PR #205 closed all three remaining sites in one class-of-bugs PR. The shape of every fix:

if (redis) {
  try {
    await redis.X();
    await redis.Y();
    // use results
  } catch (err) {
    log.warn(`redis op failed, falling back to in-memory: ${err.message}`);
    // fall through to existing in-memory code path
  }
}
// in-memory fallback (unchanged)

Fail-open vs fail-closed semantics

Each site has its own fail-mode contract that the wrap must preserve:

  • auth.ts: on Redis failure, fall through to a DB lookup. Still authenticated correctly, just slower. Fail-open is wrong here — that would skip auth.
  • rate-limit.ts: on Redis failure, fall through to checkMemoryRateLimit(key, limitRpm). Per-task in-memory limiter is less accurate cross-fleet but still rate-limits.
  • community-tier.ts: on Redis failure, fall through to the in-memory counter path that was already present for redis === null.
  • guardrails.ts: on Redis failure, log a warning and leave rateLimited=false. The DB insert still runs, so the prompt-rewrite is still recorded — just without the rate-limit gate.

The general rule:

  • If the Redis call gates authentication or authorization → fail-closed (deny on Redis failure)
  • If the Redis call gates rate limits or counters → fail-open with degraded accuracy (the in-memory fallback)
  • If the Redis call gates observability or telemetry → fail-silent (log and continue)

What this prevents

The blast radius of a Redis blip used to be:

  • Upstash 503 → every request to BR returns 5xx
  • Network blip → cascading retries hit DB pool, request queue backs up
  • Connection drop during deploy → fleet-wide failure during the reconnect window

After PR #205, the same Redis blip degrades the in-memory fallback path (per-task, less accurate counters) but keeps the gateway accepting traffic.

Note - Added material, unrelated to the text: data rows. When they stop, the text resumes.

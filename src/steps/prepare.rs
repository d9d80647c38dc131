//! PrepareMatrixStep: seeds the building matrix.
//!
//! Walls and the room border are impassable, sources, the mineral and the
//! controller are blocked, tiles touching a wall or close to an exit are
//! discouraged so roads avoid corners and exposed ground.

use crate::location::*;
use crate::step::*;
use log::*;

pub struct PrepareMatrixStep;

impl PlanningStep for PrepareMatrixStep {
    fn name(&self) -> &str {
        "prepare_matrix"
    }

    fn run(&self, state: &mut BuilderState, _ctx: &PlanningContext) -> StepResult {
        let blocked: Vec<Location> = state
            .sources
            .iter()
            .copied()
            .chain(state.mineral)
            .chain(state.controller)
            .collect();

        state.placement.prepare_building_matrix(&blocked);
        debug!("{}: building matrix ready, {} points blocked", state.room, blocked.len());

        StepResult::Ok
    }
}

#[cfg(test)]
mod tests {
    use super::*;
    use crate::constants::*;
    use crate::min_cut::DinicMinCut;
    use crate::pathing::AStarPathfinder;
    use crate::steps::test_support::*;

    #[test]
    fn points_of_interest_are_blocked() {
        let intel = open_intel();
        let mut state = state_for(&intel, Location::from_xy(25, 25));
        let ctx = PlanningContext {
            intel: &intel,
            pathfinder: &AStarPathfinder,
            min_cut: &DinicMinCut,
        };
        assert_eq!(PrepareMatrixStep.run(&mut state, &ctx), StepResult::Ok);

        let matrix = state.placement.matrix();
        assert_eq!(matrix.get(Location::from_xy(12, 12)), MATRIX_OBSTACLE);
        assert_eq!(matrix.get(Location::from_xy(12, 38)), MATRIX_OBSTACLE);
        assert_eq!(matrix.get(Location::from_xy(0, 5)), MATRIX_OBSTACLE);
        assert_eq!(matrix.get(Location::from_xy(1, 5)), MATRIX_DISCOURAGED);
        assert_eq!(matrix.get(Location::from_xy(25, 25)), MATRIX_FREE);
    }
}
use crate::location::*;
use crate::terrain::*;
use screeps::RoomName;
use serde::{Deserialize, Serialize};

/// Whether the room adjacent to each side is considered safe.
#[derive(Copy, Clone, Debug, PartialEq, Eq, Hash, Default, Serialize, Deserialize)]
pub struct ExitSafety {
    pub top: bool,
    pub right: bool,
    pub bottom: bool,
    pub left: bool,
}

impl ExitSafety {
    pub fn all_safe() -> Self {
        ExitSafety {
            top: true,
            right: true,
            bottom: true,
            left: true,
        }
    }

    pub fn is_safe(&self, side: ExitSide) -> bool {
        match side {
            ExitSide::Top => self.top,
            ExitSide::Right => self.right,
            ExitSide::Bottom => self.bottom,
            ExitSide::Left => self.left,
        }
    }

    pub fn all_directions_safe(&self) -> bool {
        ExitSide::ALL.iter().all(|side| self.is_safe(*side))
    }

    pub fn unsafe_sides(&self) -> impl Iterator<Item = ExitSide> + '_ {
        ExitSide::ALL.into_iter().filter(move |side| !self.is_safe(*side))
    }
}

/// Terrain and points of interest for rooms, provided by the embedding bot.
pub trait RoomIntel {
    fn terrain(&self, room: RoomName) -> Option<&FastRoomTerrain>;
    fn source_positions(&self, room: RoomName) -> Vec<Location>;
    fn mineral_position(&self, room: RoomName) -> Option<Location>;
    fn controller_position(&self, room: RoomName) -> Option<Location>;
    fn adjacent_room_safety(&self, room: RoomName) -> ExitSafety;
}

/// Fixed intel for a single room, for offline planning and tests.
#[derive(Clone)]
pub struct StaticRoomIntel {
    pub room: RoomName,
    pub terrain: FastRoomTerrain,
    pub sources: Vec<Location>,
    pub mineral: Option<Location>,
    pub controller: Option<Location>,
    pub safety: ExitSafety,
}

impl StaticRoomIntel {
    pub fn new(room: RoomName, terrain: FastRoomTerrain) -> Self {
        StaticRoomIntel {
            room,
            terrain,
            sources: Vec::new(),
            mineral: None,
            controller: None,
            safety: ExitSafety::default(),
        }
    }
}

impl RoomIntel for StaticRoomIntel {
    fn terrain(&self, room: RoomName) -> Option<&FastRoomTerrain> {
        (room == self.room).then_some(&self.terrain)
    }

    fn source_positions(&self, room: RoomName) -> Vec<Location> {
        if room == self.room {
            self.sources.clone()
        } else {
            Vec::new()
        }
    }

    fn mineral_position(&self, room: RoomName) -> Option<Location> {
        self.mineral.filter(|_| room == self.room)
    }

    fn controller_position(&self, room: RoomName) -> Option<Location> {
        self.controller.filter(|_| room == self.room)
    }

    fn adjacent_room_safety(&self, _room: RoomName) -> ExitSafety {
        self.safety
    }
}
//! Wall and exit distance fields.
//!
//! Both fields are multi-source breadth-first distances computed by repeated
//! full-grid relaxation: on pass `d`, every unset tile next to a tile holding
//! `d` receives `d + 1`. Walls hold `MATRIX_OBSTACLE` and never change.

use crate::constants::*;
use crate::cost_matrix::*;
use crate::location::*;
use crate::terrain::*;
use serde::{Deserialize, Serialize};
use std::collections::VecDeque;

#[derive(Clone, Serialize, Deserialize)]
pub struct DistanceFields {
    /// Chebyshev distance to the nearest wall, 0 if the room has no walls.
    pub wall: CostMatrix,
    /// Walking distance to the nearest exit tile, exits hold 1 and
    /// unreachable tiles hold 0.
    pub exit: CostMatrix,
}

impl DistanceFields {
    pub fn generate(terrain: &FastRoomTerrain) -> Self {
        DistanceFields {
            wall: wall_distance(terrain),
            exit: exit_distance(terrain),
        }
    }

    #[inline]
    pub fn wall_distance(&self, loc: Location) -> u8 {
        self.wall.get(loc)
    }

    #[inline]
    pub fn exit_distance(&self, loc: Location) -> u8 {
        self.exit.get(loc)
    }

    /// Whether a walkable tile is within `range` steps of an exit.
    pub fn is_near_exit(&self, loc: Location, range: u8) -> bool {
        let distance = self.exit.get(loc);
        distance != 0 && distance != MATRIX_OBSTACLE && distance <= range
    }
}

#[cfg_attr(feature = "profile", screeps_timing_annotate::timing)]
pub fn wall_distance(terrain: &FastRoomTerrain) -> CostMatrix {
    let mut matrix = CostMatrix::new(0);
    for loc in Location::all().filter(|l| !terrain.is_walkable(*l)) {
        matrix.set(loc, MATRIX_OBSTACLE);
    }
    for loc in Location::all().filter(|l| terrain.is_walkable(*l)) {
        if loc.neighbors().any(|n| !terrain.is_walkable(n)) {
            matrix.set(loc, 1);
        }
    }
    propagate(&mut matrix);
    matrix
}

#[cfg_attr(feature = "profile", screeps_timing_annotate::timing)]
pub fn exit_distance(terrain: &FastRoomTerrain) -> CostMatrix {
    let mut matrix = CostMatrix::new(0);
    for loc in Location::all().filter(|l| !terrain.is_walkable(*l)) {
        matrix.set(loc, MATRIX_OBSTACLE);
    }
    for exit in terrain.get_exits() {
        matrix.set(exit, 1);
    }
    propagate(&mut matrix);
    matrix
}

fn propagate(matrix: &mut CostMatrix) {
    let mut level = 1u8;
    loop {
        let mut changed = false;
        for loc in Location::all() {
            if matrix.get(loc) != 0 {
                continue;
            }
            if loc.neighbors().any(|n| matrix.get(n) == level) {
                matrix.set(loc, level + 1);
                changed = true;
            }
        }
        if !changed || level + 1 >= MATRIX_OBSTACLE - 1 {
            break;
        }
        level += 1;
    }
}

/// BFS flood fill over 8-connected tiles. Seeds are always included.
pub fn flood_fill<F>(seeds: impl IntoIterator<Item = Location>, is_passable: F) -> Vec<bool>
where
    F: Fn(Location) -> bool,
{
    let mut reached = vec![false; ROOM_AREA];
    let mut queue = VecDeque::new();

    for seed in seeds {
        if !reached[seed.linear_index()] {
            reached[seed.linear_index()] = true;
            queue.push_back(seed);
        }
    }

    while let Some(loc) = queue.pop_front() {
        for next in loc.neighbors() {
            if !reached[next.linear_index()] && is_passable(next) {
                reached[next.linear_index()] = true;
                queue.push_back(next);
            }
        }
    }

    reached
}

#[cfg(test)]
mod tests {
    use super::*;
    use rand::prelude::*;

    fn random_terrain(seed: u64) -> FastRoomTerrain {
        let mut rng = StdRng::seed_from_u64(seed);
        let walls: Vec<bool> = (0..ROOM_AREA).map(|_| rng.gen_bool(0.15)).collect();
        FastRoomTerrain::from_fn(|x, y| {
            let border = x == 0 || y == 0 || x == 49 || y == 49;
            let exit = border && (20..30).contains(&x.max(y)) && x.min(y) == 0;
            if exit {
                TerrainFlags::NONE
            } else if border || walls[y as usize * 50 + x as usize] {
                TerrainFlags::WALL
            } else {
                TerrainFlags::NONE
            }
        })
    }

    #[test]
    fn wall_distance_is_chebyshev_distance_to_nearest_wall() {
        for seed in 0..5 {
            let terrain = random_terrain(seed);
            let fields = DistanceFields::generate(&terrain);
            let walls: Vec<Location> = Location::all().filter(|l| !terrain.is_walkable(*l)).collect();

            for loc in Location::all() {
                if !terrain.is_walkable(loc) {
                    assert_eq!(fields.wall_distance(loc), MATRIX_OBSTACLE);
                    continue;
                }
                let expected = walls.iter().map(|w| w.distance_to(loc)).min().unwrap();
                assert_eq!(fields.wall_distance(loc), expected, "at {:?}", loc);
            }
        }
    }

    #[test]
    fn exit_distance_propagates_monotonically() {
        for seed in 10..15 {
            let terrain = random_terrain(seed);
            let fields = DistanceFields::generate(&terrain);
            for loc in Location::all().filter(|l| terrain.is_walkable(*l)) {
                let d = fields.exit_distance(loc);
                if d <= 1 {
                    continue;
                }
                // Every reached tile beyond the exits has a neighbor one step closer.
                assert!(loc.neighbors().any(|n| fields.exit_distance(n) == d - 1));
                assert!(loc
                    .neighbors()
                    .filter(|n| terrain.is_walkable(*n))
                    .all(|n| fields.exit_distance(n) == 0 || fields.exit_distance(n) + 1 >= d));
            }
        }
    }

    #[test]
    fn exit_distance_in_open_room() {
        let terrain = FastRoomTerrain::from_fn(|_, _| TerrainFlags::NONE);
        let fields = DistanceFields::generate(&terrain);
        assert_eq!(fields.exit_distance(Location::from_xy(1, 1)), 2);
        assert_eq!(fields.exit_distance(Location::from_xy(25, 3)), 4);
        assert!(fields.is_near_exit(Location::from_xy(25, 4), EXIT_BUILD_DISTANCE));
        assert!(!fields.is_near_exit(Location::from_xy(25, 5), EXIT_BUILD_DISTANCE));
        assert!(!fields.is_near_exit(Location::from_xy(25, 25), EXIT_BUILD_DISTANCE));
        // No walls anywhere.
        assert_eq!(fields.wall_distance(Location::from_xy(25, 25)), 0);
    }

    #[test]
    fn flood_fill_respects_passability() {
        let reached = flood_fill([Location::from_xy(5, 5)], |l| l.x() < 10);
        assert!(reached[Location::from_xy(9, 40).linear_index()]);
        assert!(!reached[Location::from_xy(10, 5).linear_index()]);
    }
}
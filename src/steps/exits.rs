//! ExitStep: collapses every run of exit tiles into one exit center.

use crate::labels::*;
use crate::step::*;
use log::*;

pub struct ExitStep;

impl PlanningStep for ExitStep {
    fn name(&self) -> &str {
        "exits"
    }

    fn run(&self, state: &mut BuilderState, _ctx: &PlanningContext) -> StepResult {
        let centers: Vec<_> = state
            .placement
            .terrain()
            .exit_centers()
            .into_iter()
            .map(|(_, loc)| loc)
            .collect();

        for center in &centers {
            state.placement.plan_location(*center, LocationType::Exit);
        }
        debug!("{}: {} exit centers", state.room, centers.len());
        state.exit_centers = centers;

        StepResult::Ok
    }
}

Reviewer rules going forward

For any new code that uses Redis:

  1. Check both modes. if (redis === null/undefined) AND a try/catch around the awaited call.
  2. Specify the fail-mode contract explicitly. Comment what happens on each failure path.
  3. Document the fallback. If there's an in-memory fallback, point to it.
  4. Test both modes. Mock getRedis() returning null AND mock the operation throwing. Two regression tests, not one.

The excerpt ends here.